“I start to see that I surround myself with broken people; more broken than me. Ah, yes, let me count your cracks. Let's see, one hundred, two... yes, you'll do nicely. A cracked companion makes me look more whole, gives me something outside myself to care for. When I'm with whole, healed people I feel my own cracks, the shatters, the insanities of dislocation in myself.”
In this quote by Julie Gregory, she reflects on the idea of surrounding herself with broken people in order to feel more whole herself. By pointing out the cracks in others, she is able to distract herself from her own insecurities and flaws. This quote highlights the complex nature of human relationships and the way in which we sometimes seek out companionship that mirrors our own inner struggles. It speaks to the idea that being in the presence of others who are also broken can provide a sense of comfort and understanding.
In today's world where mental health awareness is increasing, Julie Gregory's words resonate deeply. The idea of surrounding oneself with those who are broken or struggling is a common occurrence, as many people find comfort and purpose in helping others. This quote highlights the concept of finding healing and wholeness through connection with others who may be going through similar struggles. It emphasizes the importance of empathy, compassion, and understanding in our relationships with others.
In this quote, Julie Gregory reflects on the idea of surrounding oneself with broken people as a way to feel more whole. The metaphor of counting the cracks in others as a way to make oneself feel better is a powerful image that conveys the complexities of relationships and human connection.

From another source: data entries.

//! Entity matching: resolve a free-form team name to a canonical registry entry.
//!
//! Resolution runs in stages, stopping at the first that succeeds:
//! 1. exact normalized alias (confidence 1.0)
//! 2. alias whose words are all contained in the input (0.85)
//! 3. unique overlap on identifying tokens (0.5)
//!
//! Ties are never broken by guessing; they come back `Unresolved` with the
//! tied candidates attached so callers can tell an ambiguous registry from an
//! unknown name.

pub mod normalize;
pub mod registry;

pub use registry::{load_registry, CanonicalTeam, JsonFileRegistry, TeamRegistry, TeamRegistrySource};

use crate::error::SyncError;
use normalize::{is_stopword, normalize};
use rustc_hash::FxHashSet;
use serde::{Deserialize, Serialize};
use tracing::{debug, warn};

/// How a name was resolved
#[derive(Debug, Clone, Copy, PartialEq, Eq, Hash, Serialize, Deserialize)]
#[serde(rename_all = "snake_case")]
pub enum MatchMethod {
    ExactAlias,
    NormalizedAlias,
    TokenFallback,
    Unresolved,
}

impl MatchMethod {
    pub fn confidence(&self) -> f64 {
        match self {
            MatchMethod::ExactAlias => 1.0,
            MatchMethod::NormalizedAlias => 0.85,
            MatchMethod::TokenFallback => 0.5,
            MatchMethod::Unresolved => 0.0,
        }
    }
}

/// Outcome of resolving one raw name
#[derive(Debug, Clone, PartialEq, Serialize, Deserialize)]
pub struct MatchResult {
    pub raw_input: String,
    pub canonical_team: Option<String>,
    pub confidence: f64,
    pub method: MatchMethod,
    /// Teams that tied when ambiguity forced `Unresolved`
    #[serde(default, skip_serializing_if = "Vec::is_empty")]
    pub candidates: Vec<String>,
}

impl MatchResult {
    fn resolved(raw: &str, team: &CanonicalTeam, method: MatchMethod) -> Self {
        Self {
            raw_input: raw.to_string(),
            canonical_team: Some(team.canonical_name.clone()),
            confidence: method.confidence(),
            method,
            candidates: Vec::new(),
        }
    }

    fn unresolved(raw: &str) -> Self {
        Self {
            raw_input: raw.to_string(),
            canonical_team: None,
            confidence: 0.0,
            method: MatchMethod::Unresolved,
            candidates: Vec::new(),
        }
    }

    fn ambiguous(raw: &str, mut candidates: Vec<String>) -> Self {
        candidates.sort();
        candidates.dedup();
        Self {
            candidates,
            ..Self::unresolved(raw)
        }
    }

    pub fn is_resolved(&self) -> bool {
        self.canonical_team.is_some()
    }

    pub fn is_ambiguous(&self) -> bool {
        self.canonical_team.is_none() && self.candidates.len() >= 2
    }

    /// The error a caller records when this result is not usable
    pub fn to_error(&self) -> Option<SyncError> {
        if self.is_resolved() {
            None
        } else if self.is_ambiguous() {
            Some(SyncError::AmbiguousMatch {
                raw: self.raw_input.clone(),
                candidates: self.candidates.clone(),
            })
        } else {
            Some(SyncError::UnresolvedEntity {
                raw: self.raw_input.clone(),
            })
        }
    }
}

/// Stateless resolver over a `TeamRegistry`. Pure and synchronous.
#[derive(Debug, Clone, Copy, Default)]
pub struct EntityMatcher;

impl EntityMatcher {
    pub fn new() -> Self {
        Self
    }

    pub fn resolve(&self, raw_name: &str, registry: &TeamRegistry) -> MatchResult {
        let normalized = normalize(raw_name);
        let words: Vec<&str> = normalized.split_whitespace().collect();

        if words.is_empty() {
            return MatchResult::unresolved(raw_name);
        }

        // A lone generic word never identifies a team, whatever the registry says
        if words.len() == 1 && (registry.is_disambiguation(words[0]) || is_stopword(words[0])) {
            debug!("'{}' is a lone disambiguation token, not resolving", raw_name);
            return MatchResult::unresolved(raw_name);
        }

        if let Some(team) = registry.lookup_exact(&normalized) {
            return MatchResult::resolved(raw_name, team, MatchMethod::ExactAlias);
        }

        let input: FxHashSet<&str> = words.iter().copied().collect();

        match Self::containment(&input, registry) {
            Stage::Found(idx) => {
                let team = &registry.indexed()[idx].team;
                return MatchResult::resolved(raw_name, team, MatchMethod::NormalizedAlias);
            }
            Stage::Tied(candidates) => {
                warn!(
                    "Ambiguous alias containment for '{}': {:?}",
                    raw_name, candidates
                );
                return MatchResult::ambiguous(raw_name, candidates);
            }
            Stage::Miss => {}
        }

        match Self::token_fallback(&input, registry) {
            Stage::Found(idx) => {
                let team = &registry.indexed()[idx].team;
                MatchResult::resolved(raw_name, team, MatchMethod::TokenFallback)
            }
            Stage::Tied(candidates) => {
                warn!("Ambiguous token overlap for '{}': {:?}", raw_name, candidates);
                MatchResult::ambiguous(raw_name, candidates)
            }
            Stage::Miss => {
                debug!("No registry match for '{}' (normalized '{}')", raw_name, normalized);
                MatchResult::unresolved(raw_name)
            }
        }
    }

    /// Input contains every word of some alias. Leftover words that are weak
    /// for the candidate and foreign to its names reject it, which keeps
    /// "michigan state" from landing on "michigan". Longest alias wins.
    fn containment(input: &FxHashSet<&str>, registry: &TeamRegistry) -> Stage {
        let mut best_len = 0usize;
        let mut best: Vec<usize> = Vec::new();

        for (idx, team) in registry.indexed().iter().enumerate() {
            for alias in &team.aliases {
                if alias.words.len() > input.len() {
                    continue;
                }
                if !alias.words.iter().all(|w| input.contains(w.as_str())) {
                    continue;
                }
                let foreign_leftover = input.iter().any(|w| {
                    !alias.words.iter().any(|aw| aw == w)
                        && registry.is_weak_for(team, w)
                        && !team.words.contains(*w)
                });
                if foreign_leftover {
                    continue;
                }
                let len = alias.words.len();
                if len > best_len {
                    best_len = len;
                    best = vec![idx];
                } else if len == best_len && !best.contains(&idx) {
                    best.push(idx);
                }
            }
        }

        Self::pick(best, registry)
    }

    /// Exactly one team shares an identifying token with the input, and that
    /// team carries every disambiguation token the input has.
    fn token_fallback(input: &FxHashSet<&str>, registry: &TeamRegistry) -> Stage {
        let significant: Vec<&str> = input
            .iter()
            .copied()
            .filter(|w| !registry.is_disambiguation(w) && !is_stopword(w))
            .collect();
        if significant.is_empty() {
            return Stage::Miss;
        }
        let qualifiers: Vec<&str> = input
            .iter()
            .copied()
            .filter(|w| registry.is_disambiguation(w))
            .collect();

        let candidates: Vec<usize> = registry
            .indexed()
            .iter()
            .enumerate()
            .filter(|(_, team)| significant.iter().any(|w| team.significant.contains(*w)))
            .filter(|(_, team)| qualifiers.iter().all(|q| team.words.contains(*q)))
            .map(|(idx, _)| idx)
            .collect();

        Self::pick(candidates, registry)
    }

    fn pick(candidates: Vec<usize>, registry: &TeamRegistry) -> Stage {
        match candidates.len() {
            0 => Stage::Miss,
            1 => Stage::Found(candidates[0]),
            _ => Stage::Tied(
                candidates
                    .into_iter()
                    .map(|idx| registry.indexed()[idx].team.canonical_name.clone())
                    .collect(),
            ),
        }
    }
}

enum Stage {
    Found(usize),
    Tied(Vec<String>),
    Miss,
}

#[cfg(test)]
mod tests {
    use super::*;

    fn mountain_west() -> TeamRegistry {
        TeamRegistry::new(vec![
            CanonicalTeam::new("Boise State", &["Boise State", "Broncos"], &[]),
            CanonicalTeam::new("San Diego State", &["San Diego State", "Aztecs"], &[]),
        ])
        .unwrap()
    }

    fn big_ten() -> TeamRegistry {
        TeamRegistry::new(vec![
            CanonicalTeam::new("Michigan", &["Michigan", "Wolverines"], &[]),
            CanonicalTeam::new("Michigan State", &["Michigan State", "Spartans"], &["State"]),
            CanonicalTeam::new("Ohio State", &["Ohio State", "Buckeyes", "OSU"], &["State"]),
        ])
        .unwrap()
    }

    #[test]
    fn test_boise_st_resolves_to_boise_state() {
        let result = EntityMatcher::new().resolve("Boise St.", &mountain_west());
        assert_eq!(result.canonical_team.as_deref(), Some("Boise State"));
        assert_eq!(result.method, MatchMethod::ExactAlias);
        assert_eq!(result.confidence, 1.0);
    }

    #[test]
    fn test_michigan_state_never_michigan() {
        let matcher = EntityMatcher::new();
        let registry = big_ten();
        for raw in [
            "Michigan State",
            "Michigan St.",
            "Michigan St",
            "MICHIGAN STATE SPARTANS",
            "Michigan State University",
        ] {
            let result = matcher.resolve(raw, &registry);
            assert_ne!(result.canonical_team.as_deref(), Some("Michigan"), "input {}", raw);
        }
        assert_eq!(
            matcher.resolve("Michigan St", &registry).canonical_team.as_deref(),
            Some("Michigan State")
        );
    }

    #[test]
    fn test_michigan_state_without_its_own_entry_is_unresolved() {
        let registry =
            TeamRegistry::new(vec![CanonicalTeam::new("Michigan", &["Wolverines"], &[])]).unwrap();
        let result = EntityMatcher::new().resolve("Michigan State", &registry);
        assert!(!result.is_resolved());
    }

    #[test]
    fn test_alias_containment() {
        let result = EntityMatcher::new().resolve("Boise State Broncos", &mountain_west());
        assert_eq!(result.canonical_team.as_deref(), Some("Boise State"));
        assert_eq!(result.method, MatchMethod::NormalizedAlias);
        assert!((result.confidence - 0.85).abs() < 1e-9);
    }

    #[test]
    fn test_containment_prefers_longest_alias() {
        let result = EntityMatcher::new().resolve("Michigan State Spartans", &big_ten());
        assert_eq!(result.canonical_team.as_deref(), Some("Michigan State"));
        assert_eq!(result.method, MatchMethod::NormalizedAlias);
    }

    #[test]
    fn test_token_fallback_unique() {
        let result = EntityMatcher::new().resolve("Aztecs Football", &mountain_west());
        assert_eq!(result.canonical_team.as_deref(), Some("San Diego State"));
        assert_eq!(result.method, MatchMethod::NormalizedAlias);

        let result = EntityMatcher::new().resolve("San Diego", &mountain_west());
        assert_eq!(result.canonical_team.as_deref(), Some("San Diego State"));
        assert_eq!(result.method, MatchMethod::TokenFallback);
        assert!((result.confidence - 0.5).abs() < 1e-9);
    }

    #[test]
    fn test_token_fallback_tie_is_ambiguous() {
        let registry = TeamRegistry::new(vec![
            CanonicalTeam::new("North Carolina", &["Tar Heels"], &[]),
            CanonicalTeam::new("South Carolina", &["Gamecocks"], &[]),
        ])
        .unwrap();
        let result = EntityMatcher::new().resolve("Carolina", &registry);
        assert_eq!(result.method, MatchMethod::Unresolved);
        assert!(result.is_ambiguous());
        assert_eq!(result.candidates, vec!["North Carolina", "South Carolina"]);
        assert!(matches!(result.to_error(), Some(SyncError::AmbiguousMatch { .. })));
    }

    #[test]
    fn test_team_tokens_do_not_weaken_other_teams() {
        let registry = TeamRegistry::new(vec![
            CanonicalTeam::new("North Carolina", &["Tar Heels"], &["Carolina"]),
            CanonicalTeam::new("South Carolina", &["Gamecocks"], &["Carolina"]),
            CanonicalTeam::new("Carolina Panthers", &["Carolina", "Panthers"], &[]),
        ])
        .unwrap();
        let matcher = EntityMatcher::new();

        let result = matcher.resolve("Carolina", &registry);
        assert_eq!(result.canonical_team.as_deref(), Some("Carolina Panthers"));
        assert_eq!(result.method, MatchMethod::ExactAlias);

        assert_eq!(
            matcher.resolve("North Carolina", &registry).canonical_team.as_deref(),
            Some("North Carolina")
        );
        assert_eq!(
            matcher.resolve("South Carolina Gamecocks", &registry).canonical_team.as_deref(),
            Some("South Carolina")
        );
    }

    #[test]
    fn test_own_token_alone_does_not_identify_team() {
        let registry = TeamRegistry::new(vec![
            CanonicalTeam::new("North Carolina", &["Tar Heels"], &["Carolina"]),
            CanonicalTeam::new("South Carolina", &["Gamecocks"], &["Carolina"]),
        ])
        .unwrap();
        let result = EntityMatcher::new().resolve("Carolina", &registry);
        assert_eq!(result.method, MatchMethod::Unresolved);
        assert!(!result.is_ambiguous());
    }

    #[test]
    fn test_lone_disambiguation_token_never_resolves() {
        let matcher = EntityMatcher::new();
        let registry = big_ten();
        for raw in ["State", "St.", "Tech", "the"] {
            let result = matcher.resolve(raw, &registry);
            assert_eq!(result.method, MatchMethod::Unresolved, "input {}", raw);
            assert!(!result.is_ambiguous());
        }
    }

    #[test]
    fn test_unknown_name_unresolved() {
        let result = EntityMatcher::new().resolve("Gonzaga", &mountain_west());
        assert_eq!(result.method, MatchMethod::Unresolved);
        assert_eq!(result.confidence, 0.0);
        assert!(matches!(result.to_error(), Some(SyncError::UnresolvedEntity { .. })));
    }

    #[test]
    fn test_empty_input_unresolved() {
        let result = EntityMatcher::new().resolve("  ...  ", &mountain_west());
        assert_eq!(result.method, MatchMethod::Unresolved);
    }

    #[test]
    fn test_resolution_is_deterministic() {
        let registry = big_ten();
        let matcher = EntityMatcher::new();
        for raw in ["Ohio St.", "Michigan", "Spartans", "Buckeyes Football", "Carolina"] {
            let first = matcher.resolve(raw, &registry);
            for _ in 0..20 {
                assert_eq!(matcher.resolve(raw, &registry), first);
            }
        }
    }

    #[test]
    fn test_ohio_state_vs_michigan_state_no_cross_match() {
        let matcher = EntityMatcher::new();
        let registry = big_ten();
        assert_eq!(
            matcher.resolve("Ohio St.", &registry).canonical_team.as_deref(),
            Some("Ohio State")
        );
        let result = matcher.resolve("State Spartans", &registry);
        assert_eq!(result.canonical_team.as_deref(), Some("Michigan State"));
    }
}
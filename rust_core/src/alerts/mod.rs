pub mod critical;

pub use critical::{CriticalAlert, CriticalAlertClient, CriticalAlertConfig};
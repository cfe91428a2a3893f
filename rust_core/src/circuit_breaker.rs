//! Circuit breaker for upstream HTTP APIs.
//!
//! After `failure_threshold` consecutive failures the breaker opens and calls
//! fail immediately without touching the network. Once `recovery_timeout` has
//! passed one trial call is let through (half-open); `success_threshold` successes
//! close the circuit again, any failure re-opens it.

use crate::config::env_parse;
use crate::error::Result;
use anyhow::anyhow;
use parking_lot::Mutex;
use std::future::Future;
use std::time::{Duration, Instant};

#[derive(Debug, Clone, Copy, PartialEq, Eq)]
pub enum ApiCircuitState {
    Closed,
    Open,
    HalfOpen,
}

#[derive(Debug, Clone, PartialEq)]
pub struct ApiCircuitBreakerConfig {
    pub failure_threshold: u32,
    pub recovery_timeout: Duration,
    pub success_threshold: u32,
}

impl Default for ApiCircuitBreakerConfig {
    fn default() -> Self {
        Self {
            failure_threshold: 5,
            recovery_timeout: Duration::from_secs(30),
            success_threshold: 2,
        }
    }
}

impl ApiCircuitBreakerConfig {
    pub fn from_env() -> Result<Self> {
        let d = Self::default();
        Ok(Self {
            failure_threshold: env_parse("BREAKER_FAILURE_THRESHOLD", d.failure_threshold)?,
            recovery_timeout: Duration::from_secs(env_parse(
                "BREAKER_RECOVERY_SECS",
                d.recovery_timeout.as_secs(),
            )?),
            success_threshold: env_parse("BREAKER_SUCCESS_THRESHOLD", d.success_threshold)?,
        })
    }
}

#[derive(Debug)]
struct BreakerState {
    state: ApiCircuitState,
    consecutive_failures: u32,
    half_open_successes: u32,
    opened_at: Option<Instant>,
}

#[derive(Debug)]
pub struct ApiCircuitBreaker {
    name: String,
    config: ApiCircuitBreakerConfig,
    inner: Mutex<BreakerState>,
}

impl ApiCircuitBreaker {
    pub fn new(name: &str, config: ApiCircuitBreakerConfig) -> Self {
        Self {
            name: name.to_string(),
            config,
            inner: Mutex::new(BreakerState {
                state: ApiCircuitState::Closed,
                consecutive_failures: 0,
                half_open_successes: 0,
                opened_at: None,
            }),
        }
    }

    pub fn with_defaults(name: &str) -> Self {
        Self::new(name, ApiCircuitBreakerConfig::default())
    }

    /// Whether a call may go out now. Moves Open -> HalfOpen once the
    /// recovery timeout has passed.
    pub fn is_available(&self) -> bool {
        let mut inner = self.inner.lock();
        match inner.state {
            ApiCircuitState::Closed | ApiCircuitState::HalfOpen => true,
            ApiCircuitState::Open => {
                let recovered = inner
                    .opened_at
                    .map(|t| t.elapsed() >= self.config.recovery_timeout)
                    .unwrap_or(true);
                if recovered {
                    inner.state = ApiCircuitState::HalfOpen;
                    inner.half_open_successes = 0;
                    tracing::info!("API circuit breaker '{}' half-open, probing", self.name);
                }
                recovered
            }
        }
    }

    pub fn record_success(&self) {
        let mut inner = self.inner.lock();
        inner.consecutive_failures = 0;
        if inner.state == ApiCircuitState::HalfOpen {
            inner.half_open_successes += 1;
            if inner.half_open_successes < self.config.success_threshold {
                return;
            }
            tracing::info!(
                "API circuit breaker '{}' closed after {} successful calls",
                self.name,
                inner.half_open_successes
            );
        }
        inner.state = ApiCircuitState::Closed;
        inner.opened_at = None;
    }

    pub fn record_failure(&self) {
        let mut inner = self.inner.lock();
        inner.consecutive_failures += 1;
        match inner.state {
            ApiCircuitState::Closed if inner.consecutive_failures >= self.config.failure_threshold => {
                inner.state = ApiCircuitState::Open;
                inner.opened_at = Some(Instant::now());
                tracing::warn!(
                    "API circuit breaker '{}' OPENED after {} consecutive failures",
                    self.name,
                    inner.consecutive_failures
                );
            }
            ApiCircuitState::HalfOpen => {
                inner.state = ApiCircuitState::Open;
                inner.opened_at = Some(Instant::now());
                tracing::warn!("API circuit breaker '{}' re-OPENED during trial call", self.name);
            }
            _ => {}
        }
    }

    /// Run `call` through the breaker, recording its outcome
    pub async fn call<T, F>(&self, call: F) -> anyhow::Result<T>
    where
        F: Future<Output = anyhow::Result<T>>,
    {
        if !self.is_available() {
            return Err(anyhow!("{} circuit breaker open", self.name));
        }
        let result = call.await;
        match &result {
            Ok(_) => self.record_success(),
            Err(_) => self.record_failure(),
        }
        result
    }

    pub fn state(&self) -> ApiCircuitState {
        self.inner.lock().state
    }

    pub fn name(&self) -> &str {
        &self.name
    }

    pub fn failure_count(&self) -> u32 {
        self.inner.lock().consecutive_failures
    }
}
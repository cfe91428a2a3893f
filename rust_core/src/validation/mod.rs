//! Odds validation: sanity rules over a quote and what is known about the two
//! sides. Every applicable rule runs; a quote is blocked only by a failed
//! Critical rule.

pub mod rules;

use crate::config::ValidationConfig;
use crate::models::{MatchedEntity, OddsQuote, TeamRecord};
use chrono::{DateTime, Utc};
use rules::{default_rules, ValidationRule};
use serde::{Deserialize, Serialize};
use tracing::{error, warn};

#[derive(Debug, Clone, Copy, PartialEq, Eq, Hash, Serialize, Deserialize)]
#[serde(rename_all = "snake_case")]
pub enum Severity {
    Critical,
    Warning,
    Info,
}

#[derive(Debug, Clone, PartialEq, Serialize, Deserialize)]
pub struct ValidationResult {
    pub rule_id: String,
    pub severity: Severity,
    pub passed: bool,
    pub message: String,
}

impl ValidationResult {
    pub fn pass(rule_id: &str, severity: Severity, message: impl Into<String>) -> Self {
        Self {
            rule_id: rule_id.to_string(),
            severity,
            passed: true,
            message: message.into(),
        }
    }

    pub fn fail(rule_id: &str, severity: Severity, message: impl Into<String>) -> Self {
        Self {
            rule_id: rule_id.to_string(),
            severity,
            passed: false,
            message: message.into(),
        }
    }

    pub fn is_critical_failure(&self) -> bool {
        self.severity == Severity::Critical && !self.passed
    }
}

/// True when no Critical rule failed
pub fn is_displayable(results: &[ValidationResult]) -> bool {
    !results.iter().any(ValidationResult::is_critical_failure)
}

pub fn critical_failures(results: &[ValidationResult]) -> Vec<&ValidationResult> {
    results.iter().filter(|r| r.is_critical_failure()).collect()
}

#[derive(Debug, Clone, Copy, PartialEq, Eq, Serialize, Deserialize)]
#[serde(rename_all = "snake_case")]
pub enum HomeSide {
    SideA,
    SideB,
    Neutral,
}

/// Prior meetings between the two sides, from side A's perspective
#[derive(Debug, Clone, Copy, PartialEq, Eq, Serialize, Deserialize)]
pub struct HeadToHead {
    pub games: u32,
    pub side_a_wins: u32,
}

impl HeadToHead {
    pub fn base_rate(&self) -> Option<f64> {
        if self.games == 0 {
            None
        } else {
            Some(self.side_a_wins.min(self.games) as f64 / self.games as f64)
        }
    }
}

/// Facts the rules check a quote against
#[derive(Debug, Clone, PartialEq, Serialize, Deserialize)]
pub struct MatchedEntityContext {
    pub team_a: String,
    pub team_b: String,
    pub side_a_record: Option<TeamRecord>,
    pub side_b_record: Option<TeamRecord>,
    pub home_side: HomeSide,
    pub head_to_head: Option<HeadToHead>,
    pub evaluated_at: DateTime<Utc>,
}
//! Postgres persistence for entity state and validated quotes.

pub mod pool;
pub mod retry;
pub mod storage;

pub use pool::{create_pool, DbPoolConfig};
pub use retry::{execute_with_retry, RetryPolicy};
pub use storage::{PgStorage, TracingStorage};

In Julie Gregory's quote, she reflects on surrounding herself with broken people to make herself feel more whole. Consider the following questions to delve deeper into this theme:
“As long as I'm between home and the clinic I do all right. But out in the real world, I feel like prey. I slink around and can feel people looking at me. I feel their eyes boring into me. I feel what they're thinking: Watch her, she could go off anytime. But within the walls of my farmhouse, I climb out of the protective shell, my arms slowly rise like a phoenix, and I dance, wail, fly around the room and then collapse, crying, in front of my mirrors. I start to see in the mirror what it is I really look like, instead of what I was trained from the womb to see. I do not write about it. I do not talk about it. I do not know what I am doing. But just like a baby bird, I am blinking once-sealed eyes and unfolding damp wings. I cannot articulate the past. A part of me knows it's there, lurking, just behind what I can acknowledge, but it is not within sight. And I am keeping it that way. ”
“I don’t see myself being special; I just see myself having more responsibilities than the next man. People look to me to do things for them, to have answers.”
“When I look in the fridge, I see groceries, but I don't see food. My stomach growls; but there is no appetite.Appetite and hunger are different. Appetite is the mental prompting that kicks the auto-response into drive so you actually reach out, take the food, put it in your mouth, chew, and swallow. I learned this in my first psychology course. Eating isn't just a physical need; it starts in the mind, generating hunger, which then should trigger the body to ingest food. I have no sparks between these plugs.”
“I zipped myself all the way into the sleeping bag of myself, not because I was hurt, and not because I had broken something, but because they were cracking up.”
“I never defended myself. Not once. I never said, "Excuse me? What gives you the right to insult and demean me?" I let them steal my dignity.”
“I can't be any more addicted to it than I already am,"Jamie said slowly, as though he'd rehearsed this, and then waiting for a cue Nick obviously had no intention of giving." Think about crack!" Jamie added, clearly struck by insperation. "Yes! It's like I'm a crack addict, and you're my friend the drug dealer who gives me crack for free, and I know you're just trying to be a good friend, but every time I think 'Wow, this crack might be a little bit of a problem for me,' you're there to say, 'Have some more delicious crack.' Am I making sense?" Nick stared."Hardly ever in your life.”